> **TASK INSTRUCTIONS**: Of all the entries below, retype only the lines from the one with "assert_eq!(staged, [project.clone()]);" through the one with "async fn finished_tx_cannot_be_reused()", exactly as they appear.

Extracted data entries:
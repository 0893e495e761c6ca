//! Classification of upstream "payload too large" errors.

use crate::budget::limits::{Provider, ProviderRegistry};

/// Phrases providers use when rejecting an oversized request.
const OVERFLOW_PATTERNS: &[&str] = &[
    "string too long",
    "maximum context length",
    "context_length_exceeded",
];

/// Whether an upstream error message reports a context/size overflow.
pub fn is_context_overflow_error(message: &str) -> bool {
    let message = message.to_lowercase();
    OVERFLOW_PATTERNS
        .iter()
        .any(|pattern| message.contains(pattern))
}

/// User-facing explanation for a rejected oversized document.
pub fn overflow_user_message(provider: Provider, document_chars: usize) -> String {
    let limit = ProviderRegistry::new().get(provider).absolute_char_limit;
    format!(
        "The document is too large for {provider}. {provider} accepts at most {limit} characters \
         per request, but the document has {chars} characters. Please shorten the document or \
         split it into smaller parts.",
        provider = provider,
        limit = limit,
        chars = document_chars,
    )
}
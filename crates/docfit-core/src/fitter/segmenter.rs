//! Document segmentation for the sectioned split.
//!
//! Splits a document into contiguous runs of whole lines, each at most
//! `section_chars` long. Concatenating the sections in order reproduces the
//! document exactly.

use crate::fitter::text::{char_len, chunk_chars};

/// A contiguous run of lines from the document.
#[derive(Debug, Clone, PartialEq, Eq)]
pub struct Section<'a> {
    /// Position in document order
    pub index: usize,
    pub text: &'a str,
    /// Length of `text` in chars
    pub chars: usize,
}

/// Partitions documents into sections by linear scan.
///
/// # Algorithm
///
/// 1. Walk the document line by line (line endings kept)
/// 2. Close the current section when the next line would push it past `section_chars`
/// 3. Hard-split any single line longer than `section_chars` on char boundaries
#[derive(Debug, Clone, Copy)]
pub struct DocumentSegmenter {
    section_chars: usize,
}

impl DocumentSegmenter {
    pub fn new(section_chars: usize) -> Self {
        Self {
            section_chars: section_chars.max(1),
        }
    }

    /// Segment `document`; returns sections in document order.
    pub fn segment<'a>(&self, document: &'a str) -> Vec<Section<'a>> {
        let mut builder = SectionBuilder::new(document);

        for line in document.split_inclusive('\n') {
            let line_chars = char_len(line);
            let pieces = if line_chars > self.section_chars {
                chunk_chars(line, self.section_chars)
            } else {
                vec![line]
            };

            for piece in pieces {
                let piece_chars = char_len(piece);
                if builder.current_chars + piece_chars > self.section_chars {
                    builder.close();
                }
                builder.current_chars += piece_chars;
                builder.end += piece.len();
            }
        }

        builder.close();
        builder.sections
    }
}

impl Default for DocumentSegmenter {
    fn default() -> Self {
        Self::new(40_000)
    }
}

/// Tracks the open section as byte offsets into the document.
struct SectionBuilder<'a> {
    document: &'a str,
    sections: Vec<Section<'a>>,
    start: usize,
    end: usize,
    current_chars: usize,
}

impl<'a> SectionBuilder<'a> {
    fn new(document: &'a str) -> Self {
        Self {
            document,
            sections: Vec::new(),
            start: 0,
            end: 0,
            current_chars: 0,
        }
    }

    fn close(&mut self) {
        if self.end > self.start {
            self.sections.push(Section {
                index: self.sections.len(),
                text: &self.document[self.start..self.end],
                chars: self.current_chars,
            });
        }
        self.start = self.end;
        self.current_chars = 0;
    }
}
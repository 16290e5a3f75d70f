//! Read entities definitions.

pub mod project;
pub mod summary;

pub use self::summary::Summary;
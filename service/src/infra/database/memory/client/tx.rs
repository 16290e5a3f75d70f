//! [`Tx`] client definitions.

use std::{mem, sync::Arc};

use tokio::sync::{Mutex, MutexGuard, OwnedMutexGuard};
use tracerr::Traced;

use crate::infra::database::{
    self,
    memory::{self, Collection, Connection},
};

use super::NonTx;

/// Transactional in-memory database client.
///
/// Exclusively locks the shared [`Collection`] on its first operation and
/// holds the lock until committed or dropped. All the writes are applied to a
/// private copy of the [`Collection`], which replaces the shared one on
/// [`Tx::commit()`] only.
#[derive(Clone, Debug)]
pub struct Tx {
    /// Shared [`Collection`] of the database.
    collection: Arc<Mutex<Collection>>,

    /// [`State`] of this transaction.
    state: Arc<Mutex<State>>,
}

/// State of a [`Tx`].
#[derive(Debug, Default)]
enum State {
    /// No operation has been performed yet.
    #[default]
    Pending,

    /// Shared [`Collection`] is locked.
    Active {
        /// Lock of the shared [`Collection`].
        guard: OwnedMutexGuard<Collection>,

        /// Private copy of the shared [`Collection`] to apply writes to.
        staged: Collection,
    },

    /// Transaction is committed.
    Finished,
}

impl Tx {
    /// Creates a new [`Tx`] client from the provided [`NonTx`] client.
    #[must_use]
    pub fn from_non_tx(client: &NonTx) -> Self {
        Self {
            collection: Arc::clone(&client.collection),
            state: Arc::new(Mutex::new(State::Pending)),
        }
    }

    /// Returns the [`State`] of this [`Tx`], locking the shared
    /// [`Collection`] if it's not locked yet.
    async fn activate(&self) -> MutexGuard<'_, State> {
        let mut state = self.state.lock().await;
        if matches!(*state, State::Pending) {
            let guard = Arc::clone(&self.collection).lock_owned().await;
            let staged = guard.clone();
            *state = State::Active { guard, staged };
        }
        state
    }

    /// Commits this [`Tx`] client, publishing all its writes.
    ///
    /// # Errors
    ///
    /// If this [`Tx`] has been committed already.
    pub async fn commit(&self) -> Result<(), Traced<database::Error>> {
        let mut state = self.state.lock().await;
        match mem::replace(&mut *state, State::Finished) {
            State::Active { mut guard, staged } => {
                *guard = staged;
                Ok(())
            }
            // Nothing was touched, so nothing to publish.
            State::Pending => Ok(()),
            State::Finished => Err(finished()),
        }
    }
}

impl Connection for Tx {
    async fn read<F, R>(&self, f: F) -> Result<R, Traced<database::Error>>
    where
        F: FnOnce(&Collection) -> R,
    {
        match &*self.activate().await {
            State::Active { staged, .. } => Ok(f(staged)),
            State::Pending | State::Finished => Err(finished()),
        }
    }

    async fn write<F, R>(&self, f: F) -> Result<R, Traced<database::Error>>
    where
        F: FnOnce(&mut Collection) -> R,
    {
        match &mut *self.activate().await {
            State::Active { staged, .. } => Ok(f(staged)),
            State::Pending | State::Finished => Err(finished()),
        }
    }
}

/// Creates a new [`memory::Error::TxFinished`].
fn finished() -> Traced<database::Error> {
    tracerr::map_from(tracerr::new!(memory::Error::TxFinished))
}
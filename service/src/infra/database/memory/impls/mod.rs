//! [`Database`] implementations.

mod project;

use common::operations::{Commit, Transact};
use tracerr::Traced;

use crate::infra::{database, Database};

use super::{Memory, NonTx, Tx};

impl Database<Transact> for Memory<NonTx> {
    type Ok = Memory<Tx>;
    type Err = Traced<database::Error>;

    async fn execute(&self, _: Transact) -> Result<Self::Ok, Self::Err> {
        Ok(Memory(Tx::from_non_tx(&self.0)))
    }
}

impl Database<Transact> for Memory<Tx> {
    type Ok = Self;
    type Err = Traced<database::Error>;

    async fn execute(&self, _: Transact) -> Result<Self::Ok, Self::Err> {
        Ok(self.clone())
    }
}

impl Database<Commit> for Memory<Tx> {
    type Ok = ();
    type Err = Traced<database::Error>;

    async fn execute(&self, _: Commit) -> Result<Self::Ok, Self::Err> {
        self.commit().await.map_err(tracerr::wrap!())
    }
}

#[cfg(test)]
mod spec {
    use common::operations::{By, Commit, Insert, Select, Transact};

    use crate::{
        domain::Project,
        fixture,
        infra::{database::Memory, Database as _},
        read::project::list::Filter,
    };

    async fn list(db: &Memory) -> Vec<Project> {
        db.execute(Select(By::<Vec<Project>, _>::new(Filter::default())))
            .await
            .unwrap()
    }

    #[tokio::test]
    async fn dropped_tx_discards_writes() {
        let db = Memory::new();

        let tx = db.execute(Transact).await.unwrap();
        tx.execute(Insert(fixture::project("1"))).await.unwrap();
        drop(tx);

        assert!(list(&db).await.is_empty());
    }

    #[tokio::test]
    async fn committed_tx_publishes_writes() {
        let db = Memory::new();
        let project = fixture::project("1");

        let tx = db.execute(Transact).await.unwrap();
        tx.execute(Insert(project.clone())).await.unwrap();

        let staged = tx
            .execute(Select(By::<Vec<Project>, _>::new(Filter::default())))
            .await
            .unwrap();
        assert_eq!(staged, [project.clone()]);

        tx.execute(Commit).await.unwrap();
        drop(tx);

        assert_eq!(list(&db).await, [project]);
    }

    #[tokio::test]
    async fn finished_tx_cannot_be_reused() {
        let db = Memory::new();

        let tx = db.execute(Transact).await.unwrap();
        tx.execute(Insert(fixture::project("1"))).await.unwrap();
        tx.execute(Commit).await.unwrap();

        assert!(tx.execute(Insert(fixture::project("2"))).await.is_err());
        assert!(tx.execute(Commit).await.is_err());
        assert_eq!(list(&db).await.len(), 1);
    }
}
//! Service contains the business logic of construction projects tracking.
//!
//! List of available Cargo features:
#![doc = document_features::document_features!()]
#![deny(
    nonstandard_style,
    rust_2018_idioms,
    rustdoc::all,
    trivial_casts,
    trivial_numeric_casts,
    unsafe_code
)]
#![forbid(non_ascii_idents)]
#![warn(
    clippy::allow_attributes,
    clippy::allow_attributes_without_reason,
    clippy::pedantic,
    clippy::wildcard_enum_match_arm,
    deprecated_in_future,
    missing_copy_implementations,
    missing_debug_implementations,
    missing_docs,
    unreachable_pub,
    unused_crate_dependencies,
    unused_import_braces,
    unused_labels,
    unused_lifetimes,
    unused_qualifications,
    unused_results
)]

pub mod command;
pub mod domain;
#[cfg(test)]
mod fixture;
pub mod infra;
pub mod query;
pub mod read;

use std::sync::Arc;

#[cfg(test)]
use serde_json as _;

#[cfg(doc)]
use infra::{Advisor, Database};

use self::domain::{unit, Unit};

pub use self::{command::Command, query::Query};

/// [`Service`] configuration.
#[derive(Clone, Debug, Default)]
pub struct Config {
    /// Reference list of [`Unit`]s, in their display order.
    pub units: Vec<Unit>,
}

/// Domain service.
#[derive(Clone, Debug)]
pub struct Service<Db, Adv> {
    /// Configuration of this [`Service`].
    config: Arc<Config>,

    /// [`Database`] of this [`Service`].
    database: Db,

    /// [`Advisor`] of this [`Service`].
    advisor: Adv,
}

impl<Db, Adv> Service<Db, Adv> {
    /// Creates a new [`Service`] with the provided parameters.
    #[must_use]
    pub fn new(config: Config, database: Db, advisor: Adv) -> Self {
        Self {
            config: Arc::new(config),
            database,
            advisor,
        }
    }

    /// Returns [`Config`] of this [`Service`].
    #[must_use]
    pub fn config(&self) -> &Config {
        &self.config
    }

    /// Returns [`Database`] of this [`Service`].
    #[must_use]
    pub fn database(&self) -> &Db {
        &self.database
    }

    /// Returns [`Advisor`] of this [`Service`].
    #[must_use]
    pub fn advisor(&self) -> &Adv {
        &self.advisor
    }

    /// Returns the reference list of [`Unit`]s.
    #[must_use]
    pub fn units(&self) -> &[Unit] {
        &self.config.units
    }

    /// Returns the [`Unit`] with the provided ID, if it exists.
    #[must_use]
    pub fn unit(&self, id: &unit::Id) -> Option<&Unit> {
        self.config.units.iter().find(|u| &u.id == id)
    }
}
//! GraphQL [`Query`] definitions.

use juniper::graphql_object;
use service::{query, read::project::list, Query as _};

use crate::{api, define_error, AsError, Context, Error};

/// Root of all GraphQL queries.
#[derive(Clone, Copy, Debug)]
pub struct Query;

impl Query {
    /// Name of the [`tracing::Span`] for the queries.
    pub(crate) const SPAN_NAME: &'static str = "GraphQL query";
}

#[graphql_object(context = Context)]
impl Query {
    /// Returns the reference list of `Unit`s, in their display order.
    #[tracing::instrument(
        skip_all,
        fields(
            gql.name = "units",
            otel.name = Self::SPAN_NAME,
        ),
    )]
    pub fn units(ctx: &Context) -> Vec<api::Unit> {
        ctx.service().units().iter().cloned().map(Into::into).collect()
    }

    /// Returns the `Unit` with the specified ID.
    ///
    /// # Errors
    ///
    /// Possible error codes:
    /// - `UNIT_NOT_EXISTS` - the `Unit` with the specified ID does not exist.
    #[tracing::instrument(
        skip_all,
        fields(
            gql.name = "unit",
            id = %id,
            otel.name = Self::SPAN_NAME,
        ),
    )]
    pub fn unit(id: api::unit::Id, ctx: &Context) -> Result<api::Unit, Error> {
        ctx.service()
            .unit(&id.into())
            .cloned()
            .map(Into::into)
            .ok_or_else(|| UnitError::NotExists.into())
            .map_err(ctx.error())
    }

    /// Returns the `Project` with the specified ID.
    ///
    /// # Errors
    ///
    /// Possible error codes:
    /// - `PROJECT_NOT_EXISTS` - the `Project` with the specified ID does not
    ///                          exist.
    #[tracing::instrument(
        skip_all,
        fields(
            gql.name = "project",
            id = %id,
            otel.name = Self::SPAN_NAME,
        ),
    )]
    pub async fn project(
        id: api::project::Id,
        ctx: &Context,
    ) -> Result<api::Project, Error> {
        ctx.service()
            .execute(query::project::ById::by(id.into()))
            .await
            .map_err(AsError::into_error)
            .map_err(ctx.error())?
            .ok_or_else(|| ProjectError::NotExists.into())
            .map_err(ctx.error())
            .map(Into::into)
    }

    /// Returns the `Project`s in their creation order.
    ///
    /// `unitId` restricts the `Project`s to the ones of the specified `Unit`.
    /// `search` keeps only the `Project`s containing it (case-insensitively)
    /// in their title, contractor name, requester or department. An empty
    /// `search` matches everything.
    #[tracing::instrument(
        skip_all,
        fields(
            gql.name = "projects",
            otel.name = Self::SPAN_NAME,
            search = ?search,
            unit_id = ?unit_id,
        ),
    )]
    pub async fn projects(
        unit_id: Option<api::unit::Id>,
        search: Option<String>,
        ctx: &Context,
    ) -> Result<Vec<api::Project>, Error> {
        ctx.service()
            .execute(query::projects::List::by(list::Filter {
                unit_id: unit_id.map(Into::into),
                search: search.and_then(list::SearchTerm::new),
            }))
            .await
            .map_err(AsError::into_error)
            .map_err(ctx.error())
            .map(|projects| projects.into_iter().map(Into::into).collect())
    }

    /// Returns the `Summary` statistics of the `Project`s.
    ///
    /// `unitId` restricts the counted `Project`s to the ones of the specified
    /// `Unit`, while `costByUnit` still lists every `Unit`. So, all the
    /// `costByUnit` entries are zero then, except the one of the specified
    /// `Unit`.
    #[tracing::instrument(
        skip_all,
        fields(
            gql.name = "summary",
            otel.name = Self::SPAN_NAME,
            unit_id = ?unit_id,
        ),
    )]
    pub async fn summary(
        unit_id: Option<api::unit::Id>,
        ctx: &Context,
    ) -> Result<api::Summary, Error> {
        ctx.service()
            .execute(query::Summary {
                unit_id: unit_id.map(Into::into),
            })
            .await
            .map_err(AsError::into_error)
            .map_err(ctx.error())
            .map(Into::into)
    }
}

define_error! {
    enum ProjectError {
        #[code = "PROJECT_NOT_EXISTS"]
        #[status = NOT_FOUND]
        #[message = "`Project` with the specified ID does not exist"]
        NotExists,
    }
}

define_error! {
    enum UnitError {
        #[code = "UNIT_NOT_EXISTS"]
        #[status = NOT_FOUND]
        #[message = "`Unit` with the specified ID does not exist"]
        NotExists,
    }
}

> **RESPONSE**:
        assert_eq!(staged, [project.clone()]);

        tx.execute(Commit).await.unwrap();
        drop(tx);

        assert_eq!(list(&db).await, [project]);
    }

    #[tokio::test]
    async fn finished_tx_cannot_be_reused() {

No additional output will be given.